Download files
Abstract
Permanently cold environments are populated by a diversity of microorganisms that possess cold-adapted enzymes with potential biotechnological applications. Advances in molecular techniques have enabled bioprospecting of novel enzymes from extreme environments without tedious cultivation efforts. Cloning and sequencing of the metagenomic DNA from the water column of the meromictic Antarctic lake, Ace Lake, enabled enzyme identification by sequence-based searches and functional screening for enzyme activity. The sequence-based search for hydrolases using profile Hidden Markov Models indicated the presence of uncharacterized subtilases, lipases and glycoside hydrolases in the metagenomic dataset. Information from the bioinformatic analysis was utilized to perform targeted functional screening of clones containing the candidate hydrolase genes. Alongside this targeted approach, ~20000 clones from the Ace Lake metagenomic library were randomly screened via agar-based assay. As both functional screening approaches yielded very low positive identifications, the capacity of the sequence-based screening to detect bona fide hydrolases was further tested by cloning selected subtilase genes and overexpressing them in Escherichia coli. One of the overexpressed subtilase genes showed proteolytic activity when tested with N-succinyl-Ala-Ala-Pro-Phe-ρ-nitroanilide.
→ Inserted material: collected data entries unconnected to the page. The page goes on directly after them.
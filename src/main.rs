// SPDX-License-Identifier: MIT

use std::io::{Read as _, Write as _};
use std::path::{Path, PathBuf};

use anyhow::{bail, Context as _, Result};
use clap::{Parser, Subcommand};

use vegasave::config::Config;
use vegasave::{doctor, BrowserSaver, FileFormat, Mode, NodeSaver, Saver};

#[derive(Parser)]
#[command(
    name = "vegasave",
    about = "Render Vega and Vega-Lite specs via npm converters or a headless browser",
    version
)]
struct Args {
    #[command(subcommand)]
    command: Command,

    /// Log filter (trace, debug, info, warn, error)
    #[arg(long, env = "VEGASAVE_LOG", default_value = "warn", global = true)]
    log: String,

    /// TOML config file
    #[arg(long, env = "VEGASAVE_CONFIG", global = true)]
    config: Option<PathBuf>,
}

#[derive(Subcommand)]
enum Command {
    /// Convert a spec to the requested format.
    ///
    /// Reads a JSON spec from --input (or stdin) and writes the converted
    /// output to --output (or stdout).
    ///
    /// Examples:
    ///   vegasave convert -i chart.vl.json -o chart.png
    ///   cat chart.vl.json | vegasave convert -f svg -b browser
    Convert {
        /// Input spec file (defaults to stdin)
        #[arg(long, short = 'i')]
        input: Option<PathBuf>,

        /// Output file (defaults to stdout)
        #[arg(long, short = 'o')]
        output: Option<PathBuf>,

        /// Grammar of the input spec: vega or vega-lite
        #[arg(long, short = 'm', default_value = "vega-lite")]
        mode: String,

        /// Output format: png, svg, pdf, vega, vega-lite.
        /// Inferred from the output extension when omitted.
        #[arg(long, short = 'f')]
        format: Option<String>,

        /// Backend: node or browser
        #[arg(long, short = 'b', default_value = "node")]
        backend: String,
    },
    /// Check that the external toolchain is usable.
    ///
    /// Probes npm, the npm root, each converter binary, and the headless
    /// browser, and prints one line per check.
    Doctor,
}

fn main() -> Result<()> {
    let args = Args::parse();
    tracing_subscriber::fmt()
        .with_env_filter(args.log.as_str())
        .compact()
        .init();

    let config = match &args.config {
        Some(path) => Config::load(path)?,
        None => Config::default(),
    };

    match args.command {
        Command::Convert {
            input,
            output,
            mode,
            format,
            backend,
        } => convert(&config, input, output, &mode, format.as_deref(), &backend),
        Command::Doctor => {
            let results = doctor::run_doctor(&config);
            doctor::print_doctor_results(&results);
            let failed = results.iter().filter(|r| !r.passed).count();
            std::process::exit(if failed == 0 { 0 } else { 1 });
        }
    }
}

fn convert(
    config: &Config,
    input: Option<PathBuf>,
    output: Option<PathBuf>,
    mode: &str,
    format: Option<&str>,
    backend: &str,
) -> Result<()> {
    let mode: Mode = mode.parse()?;
    let fmt: FileFormat = match format {
        Some(f) => f.parse()?,
        None => infer_format(output.as_deref())?,
    };

    let raw = match &input {
        Some(path) => std::fs::read_to_string(path)
            .with_context(|| format!("reading spec from {}", path.display()))?,
        None => {
            let mut buf = String::new();
            std::io::stdin()
                .read_to_string(&mut buf)
                .context("reading spec from stdin")?;
            buf
        }
    };
    let spec: serde_json::Value = serde_json::from_str(&raw).context("parsing spec JSON")?;

    let bundle = match backend {
        "node" => NodeSaver::new(spec, mode, config.node.clone())?.mimebundle(fmt)?,
        "browser" => {
            BrowserSaver::new(spec, mode, None, config.browser.clone())?.mimebundle(fmt)?
        }
        other => bail!("unknown backend '{other}' (expected 'node' or 'browser')"),
    };

    let (mime, content) = bundle
        .into_iter()
        .next()
        .context("conversion produced an empty mimebundle")?;
    tracing::info!(%mime, "conversion complete");

    let bytes = content.to_bytes()?;
    match &output {
        Some(path) => std::fs::write(path, bytes)
            .with_context(|| format!("writing output to {}", path.display()))?,
        None => std::io::stdout()
            .write_all(&bytes)
            .context("writing output to stdout")?,
    }
    Ok(())
}

/// Infer the format from the output file extension when `--format` is
/// omitted. JSON extensions are ambiguous (vega vs. vega-lite), so they
/// still require an explicit flag.
fn infer_format(output: Option<&Path>) -> Result<FileFormat> {
    let Some(path) = output else {
        bail!("--format is required when writing to stdout");
    };
    match path.extension().and_then(|e| e.to_str()) {
        Some("png") => Ok(FileFormat::Png),
        Some("svg") => Ok(FileFormat::Svg),
        Some("pdf") => Ok(FileFormat::Pdf),
        _ => bail!(
            "cannot infer format from {}; pass --format explicitly",
            path.display()
        ),
    }
}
Finally, in order to get a bigger picture of the abundance of subtilase and other peptidase genes in Ace Lake, taxonomic affiliation and relative abundance of all candidate peptidases were assessed. The Ace Lake peptidases composition was also compared to peptidases in Organic Lake and Southern Ocean metagenomic datasets. The analysis indicated an abundance of diverse metallopeptidases and serine peptidases in all three datasets. Peptidases related to protein and membrane regulatory control and chaperones with peptidase activity were the most abundant groups, which are linked to microbial survival as a response to environmental stress. In conclusion, this study revealed the advantage of cultivation-independent methods for bioprospecting enzymes from cold environments, and established a foundation for future functional studies of other enzymes.